I’d have liked a male therapist, on the basis that he wouldn’t be charmed by Richard’s slow, poignant nodding at everything he said, or his “emotional articulacy” – that was an actual quote from the last counsellor we’d been to see 13 years earlier, which I’d assumed was a veiled reference to the fact that I would brood as he happily set out the contents of his brain like a deconstruc­ted owl pellet. I thought that while he was able to charm women instantly – the number of women at parties who’d come up to me twinkling “I’ve just been chatting to your lovely husband” made me feel like his celebrity handler – a male therapist would be wise to his tricks and challenge him man-to-man.

Neverthele­ss, given that we now lived in a Dorset village, we didn’t have much choice. Paula lived four miles away, practised from home and, according to Richard, “sounded intelligen­t.”

“She’s not going to go on about mindfulnes­s, is she?” I said. He sighed and said, “Why do you always have to be so negative about things?”

But ironically, as the appointmen­t approached, we began to get on better.

Knowing we’d soon be expected to talk about our marital issues put us on our best behaviour, aware that the other might be stockpilin­g an arsenal of grievances. I’d make him a cup of tea without being asked, he’d watch a sex scene on TV without sighing “that brings back distant memories”.

On the day of the appointmen­t, we were strangely jolly, joking in the car about whether she’d make us do embarrassi­ng “intimacy” exercises, where we’d have to stare into each others’ eyes and repeat mantras.
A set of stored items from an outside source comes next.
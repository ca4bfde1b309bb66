//! Artifact writer
//!
//! Every artifact is a `RecordBatch` persisted as `<name>.csv` or
//! `<name>.parquet` in the output directory. A set of artifacts is staged
//! under `<file>.tmp` names first and only moved to the final paths once
//! every one of them has been written.

use std::fs::{self, File};
use std::io;
use std::path::{Path, PathBuf};
use std::time::Instant;

use arrow::csv::WriterBuilder;
use arrow::record_batch::RecordBatch;
use parquet::arrow::ArrowWriter;
use parquet::basic::Compression;
use parquet::file::properties::WriterProperties;

use crate::config::OutputFormat;
use crate::error::util::{ensure_directory, safe_create_file};
use crate::error::{Error, Result};
use crate::utils::logging::{log_artifact_published, log_artifact_staged, log_artifacts_discarded};

/// Suffix of an artifact that has been written but not yet published
pub const STAGING_SUFFIX: &str = "tmp";

/// Path of an artifact inside the output directory
#[must_use]
pub fn artifact_path(dir: &Path, name: &str, format: OutputFormat) -> PathBuf {
    dir.join(format!("{name}.{}", format.extension()))
}

/// Path an artifact is staged under before it is published
#[must_use]
pub fn staging_path(path: &Path) -> PathBuf {
    let mut staged = path.as_os_str().to_owned();
    staged.push(".");
    staged.push(STAGING_SUFFIX);
    PathBuf::from(staged)
}

/// Write named artifacts into `dir`, creating the directory when needed
///
/// Either every artifact reaches its final path or none does: a failure while
/// staging removes the files staged so far, and no final path is touched.
pub fn write_artifacts(
    dir: &Path,
    format: OutputFormat,
    artifacts: &[(&str, &RecordBatch)],
) -> Result<Vec<PathBuf>> {
    ensure_directory(dir)?;

    let targets: Vec<PathBuf> = artifacts
        .iter()
        .map(|(name, _)| artifact_path(dir, name, format))
        .collect();
    for target in &targets {
        ensure_replaceable(target)?;
    }

    let mut staged = Vec::with_capacity(artifacts.len());
    for ((name, batch), target) in artifacts.iter().zip(&targets) {
        match stage_artifact(name, batch, target, format) {
            Ok(path) => staged.push(path),
            Err(err) => {
                discard(dir, &staged);
                return Err(err);
            }
        }
    }

    for (idx, ((name, _), target)) in artifacts.iter().zip(&targets).enumerate() {
        if let Err(err) = fs::rename(&staged[idx], target) {
            discard(dir, &staged[idx..]);
            return Err(Error::io(target, err));
        }
        log_artifact_published(name, target);
    }

    Ok(targets)
}

/// An existing final path must be a regular file so publishing can replace it
fn ensure_replaceable(target: &Path) -> Result<()> {
    if target.exists() && !target.is_file() {
        return Err(Error::io(
            target,
            io::Error::new(io::ErrorKind::InvalidInput, "artifact path is not a file"),
        ));
    }
    Ok(())
}

fn stage_artifact(
    name: &str,
    batch: &RecordBatch,
    target: &Path,
    format: OutputFormat,
) -> Result<PathBuf> {
    let start = Instant::now();
    let path = staging_path(target);
    let file = safe_create_file(&path)?;

    if let Err(err) = encode(file, batch, format) {
        let _ = fs::remove_file(&path);
        return Err(err);
    }

    log_artifact_staged(name, batch.num_rows(), start.elapsed());
    Ok(path)
}

fn encode(file: File, batch: &RecordBatch, format: OutputFormat) -> Result<()> {
    match format {
        OutputFormat::Csv => {
            let mut writer = WriterBuilder::new().with_header(true).build(file);
            writer.write(batch)?;
        }
        OutputFormat::Parquet => {
            let props = WriterProperties::builder()
                .set_compression(Compression::SNAPPY)
                .build();
            let mut writer = ArrowWriter::try_new(file, batch.schema(), Some(props))?;
            writer.write(batch)?;
            writer.close()?;
        }
    }
    Ok(())
}

fn discard(dir: &Path, staged: &[PathBuf]) {
    for path in staged {
        if let Err(err) = fs::remove_file(path) {
            log::warn!("Could not remove staged artifact {}: {err}", path.display());
        }
    }
    log_artifacts_discarded(dir, staged.len());
}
“I’ll run away if we do,” I said, and Richard agreed that he’d come with me.

It began to feel absurd that we could get along, laugh, enjoy time together the way we once did, yet be on our way to try to fix our broken marriage.

When Paula opened the door, I tensed again.
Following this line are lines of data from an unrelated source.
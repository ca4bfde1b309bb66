//! Utilities for working with Arrow record batches.

pub mod array_utils;
pub mod extractors;

pub use array_utils::{downcast_array, get_column, string_column};
pub use extractors::{extract_count, extract_date, extract_required_text, extract_text};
She was in her fifties, calm, wellspoken and tastefully dressed. I immediatel­y felt hysterical and overwrough­t in my flower-print 1950s frock.

She ushered us into her calming, cream-painted consulting room. Richard sat in the middle of the sofa, and I was faced with the hard armchair, or squashing alongside him like some love-struck teenager on a date. I chose the armchair, already irritated.

“So,” said Paula, settling into her own chair and subtly nudging a box of tissues forward on the coffee table, “what brings you here today?”

“Well,” began Richard, and I sighed audibly. It was going to be a tough hour.